Il s’agit là uniquement de ses albums, car tout au long de sa carrière elle a également proposé à travers de nombreux CD 2 titres, albums ou compilations avec d’autres artistes, des versions différentes ou remixées de ses chansons notamment avec Australian Tour Commemorative (1997) ou Reintarnation (2006).

 

DVD
"Live by request" (2001) : Images en concert captées lors de l’enregistrement de l’album éponyme avec en bonus 2 titres "MacArthur Park" et "Fever".

“Harvest of seven years” (2000) : k.d.

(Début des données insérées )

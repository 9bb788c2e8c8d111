//! # Codescope Symbol Extractor
//!
//! The language boundary of the indexer: given a file's text, report the
//! symbols it declares and the places where it uses names.
//!
//! ## Contract
//!
//! - [`SymbolExtractor::extract`] returns an [`Extraction`] (declarations plus
//!   an ordered list of [`Use`]s) or a [`ParseError`].
//! - A [`Use`] carries its own file and range plus a [`UseTarget`]: either a
//!   bare name for the resolver to look up, or a declaration location already
//!   resolved by a language service.
//! - Implementations must be cheap to share across tasks (`Send + Sync`).
//!
//! The crate ships [`TreeSitterExtractor`], covering Rust, Python,
//! JavaScript, TypeScript/TSX and Go.
//!
//! ## Example
//!
//! ```no_run
//! use codescope_symbol_extractor::{SourceFile, SymbolExtractor, TreeSitterExtractor};
//!
//! let file = SourceFile::new("src/lib.rs", "pub fn answer() -> u32 { 42 }");
//! let extraction = TreeSitterExtractor::new().extract(&file).unwrap();
//! assert_eq!(extraction.symbols[0].name, "answer");
//! ```

mod error;
mod language;
mod position;
mod rules;
mod tree_sitter_extractor;

pub use error::ParseError;
pub use language::Language;
pub use position::Position;
pub use position::Range;
pub use tree_sitter_extractor::TreeSitterExtractor;

use serde::Deserialize;
use serde::Serialize;
use std::path::PathBuf;
use std::time::SystemTime;

/// One indexable file.
#[derive(Debug, Clone, PartialEq, Eq)]
pub struct SourceFile {
    pub path: PathBuf,
    pub content: String,
    pub language: Language,
    pub modified: Option<SystemTime>,
    /// Hex digest of `content`; empty when the caller did not compute one.
    pub content_hash: String,
}

impl SourceFile {
    /// Builds a file record, detecting the language from the extension.
    pub fn new(path: impl Into<PathBuf>, content: impl Into<String>) -> Self {
        let path = path.into();
        let language = Language::from_path(&path);
        Self {
            path,
            content: content.into(),
            language,
            modified: None,
            content_hash: String::new(),
        }
    }

    pub fn with_modified(mut self, modified: Option<SystemTime>) -> Self {
        self.modified = modified;
        self
    }

    pub fn with_content_hash(mut self, hash: impl Into<String>) -> Self {
        self.content_hash = hash.into();
        self
    }
}

/// Kind of declared symbol
#[derive(Debug, Clone, Copy, PartialEq, Eq, Hash, Serialize, Deserialize)]
#[serde(rename_all = "snake_case")]
pub enum SymbolKind {
    Function,
    Method,
    Class,
    Struct,
    Interface,
    Enum,
    TypeAlias,
    Constant,
    Variable,
    Module,
}

impl SymbolKind {
    pub fn label(self) -> &'static str {
        match self {
            SymbolKind::Function => "function",
            SymbolKind::Method => "method",
            SymbolKind::Class => "class",
            SymbolKind::Struct => "struct",
            SymbolKind::Interface => "interface",
            SymbolKind::Enum => "enum",
            SymbolKind::TypeAlias => "type",
            SymbolKind::Constant => "constant",
            SymbolKind::Variable => "variable",
            SymbolKind::Module => "module",
        }
    }
}

/// A declaration found in a file.
#[derive(Debug, Clone, PartialEq, Eq, Serialize, Deserialize)]
pub struct Declaration {
    pub name: String,
    pub kind: SymbolKind,

    /// Whole declaration, from its first token to the end of its body.
    pub range: Range,

    /// The declared name only.
    pub selection_range: Range,

    /// Byte span of `range` inside the file content.
    pub byte_range: std::ops::Range<usize>,

    /// Name of the enclosing declaration (class, impl target, module).
    pub container: Option<String>,
}

/// A location inside some file.
#[derive(Debug, Clone, PartialEq, Eq, Hash, Serialize, Deserialize)]
pub struct Location {
    pub path: PathBuf,
    pub range: Range,
}

/// What a [`Use`] points at.
#[derive(Debug, Clone, PartialEq, Eq, Serialize, Deserialize)]
pub enum UseTarget {
    /// Textual handle; the resolver matches it against declared names.
    Name(String),

    /// Declaration position already resolved by a language service. May point
    /// outside the indexed tree.
    Declaration(Location),
}

/// A site where a symbol is used rather than declared.
#[derive(Debug, Clone, PartialEq, Eq, Serialize, Deserialize)]
pub struct Use {
    pub file: PathBuf,
    pub range: Range,
    pub target: UseTarget,
}

/// Output of a successful extraction.
#[derive(Debug, Clone, Default, PartialEq, Eq)]
pub struct Extraction {
    pub symbols: Vec<Declaration>,
    pub uses: Vec<Use>,
}

/// Pluggable per-language symbol capability.
pub trait SymbolExtractor: Send + Sync {
    /// Whether this extractor understands `language`. Files in unsupported
    /// languages are indexed as text only.
    fn supports(&self, language: Language) -> bool;

    fn extract(&self, file: &SourceFile) -> Result<Extraction, ParseError>;
}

Lang nous guide elle-même avec beaucoup d’autodérision et d’humour sur les débuts de sa carrière à 2000. Reprenant ses passages télé, ses clips…

Cinéma
The Black Dahlia (2006) de Brian De Palma : elle apparaît comme chanteuse lesbienne dans un bar (non créditée au générique).

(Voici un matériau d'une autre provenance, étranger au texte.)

use crate::Embedder;
use crate::EmbeddingConfig;
use crate::error::EmbeddingError;
use crate::error::Result;
use log::debug;
use log::warn;
use std::sync::Arc;
use std::time::Duration;

/// Best-effort front for an [`Embedder`].
///
/// Every call is time-boxed. Failures and timeouts are logged and turned
/// into `None`, so indexing and retrieval degrade instead of aborting.
#[derive(Clone)]
pub struct EmbeddingManager {
    embedder: Arc<dyn Embedder>,
    max_symbol_chars: usize,
    request_timeout: Duration,
}

impl EmbeddingManager {
    pub fn new(embedder: Arc<dyn Embedder>, config: &EmbeddingConfig) -> Self {
        Self {
            embedder,
            max_symbol_chars: config.max_symbol_chars,
            request_timeout: config.request_timeout(),
        }
    }

    pub fn with_limits(
        embedder: Arc<dyn Embedder>,
        max_symbol_chars: usize,
        request_timeout: Duration,
    ) -> Self {
        Self {
            embedder,
            max_symbol_chars,
            request_timeout,
        }
    }

    pub fn dimension(&self) -> usize {
        self.embedder.dimension()
    }

    pub fn provider_name(&self) -> &str {
        self.embedder.name()
    }

    /// Embeds a symbol's source text, truncated to `max_symbol_chars`.
    pub async fn embed_symbol(&self, text: &str) -> Option<Vec<f32>> {
        let text = truncate_chars(text, self.max_symbol_chars);
        self.embed_logged("symbol", text).await
    }

    /// Embeds a whole file's content.
    pub async fn embed_file(&self, content: &str) -> Option<Vec<f32>> {
        self.embed_logged("file", content).await
    }

    pub async fn embed_query(&self, query: &str) -> Option<Vec<f32>> {
        self.embed_logged("query", query).await
    }

    /// Time-boxed call that surfaces the error instead of swallowing it.
    pub async fn try_embed(&self, text: &str) -> Result<Vec<f32>> {
        match tokio::time::timeout(self.request_timeout, self.embedder.embed(text)).await {
            Ok(result) => result,
            Err(_) => Err(EmbeddingError::Timeout(self.request_timeout.as_millis())),
        }
    }

    async fn embed_logged(&self, what: &str, text: &str) -> Option<Vec<f32>> {
        if text.trim().is_empty() {
            debug!("Skipping embedding for empty {what} text");
            return None;
        }
        match self.try_embed(text).await {
            Ok(vector) => Some(vector),
            Err(err) => {
                warn!(
                    "Failed to embed {what} with {}: {err}",
                    self.embedder.name()
                );
                None
            }
        }
    }
}

/// Prefix of `text` holding at most `max_chars` characters.
pub fn truncate_chars(text: &str, max_chars: usize) -> &str {
    match text.char_indices().nth(max_chars) {
        Some((byte_idx, _)) => &text[..byte_idx],
        None => text,
    }
}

Salmonberries (1991) : sa plus grande expérience au cinéma. Sous la direction de Percy Adlon (Bagdad Café) elle joue le personnage de « garçon manqué » Kotzebue entre l’Alaska et l’Allemagne. Ce film intimiste et délicat qui nous a offert la magnifique chanson « barefoot », n’a pas reçu le succès qu’il méritait.

B.O de films
Dès 1987 ses chansons sont appréciées par les réalisateurs de cinéma et de séries télé. On peut citer quelques films et séries parmi plus de 30 participations : Les experts: NY (2007), Happy Feet (2006), Desperate Housewives (2005), La Ferme se rebelle (2004), Minuit dans le jardin du bien et du mal (1997), Friends (1996) et Dick Tracy (1990). Il lui arrive également de composer une grande partie de la BO comme pour Even Cowgirls Get the Blues (1993) de Gus Van Sant. 

Bibliographie
Il existe une dizaine de livres sur k.d. lang mais à notre connaissance tous en anglais. Notre préférence va à K.D. Lang: An Illustrated une biography de David Bennahum (1994).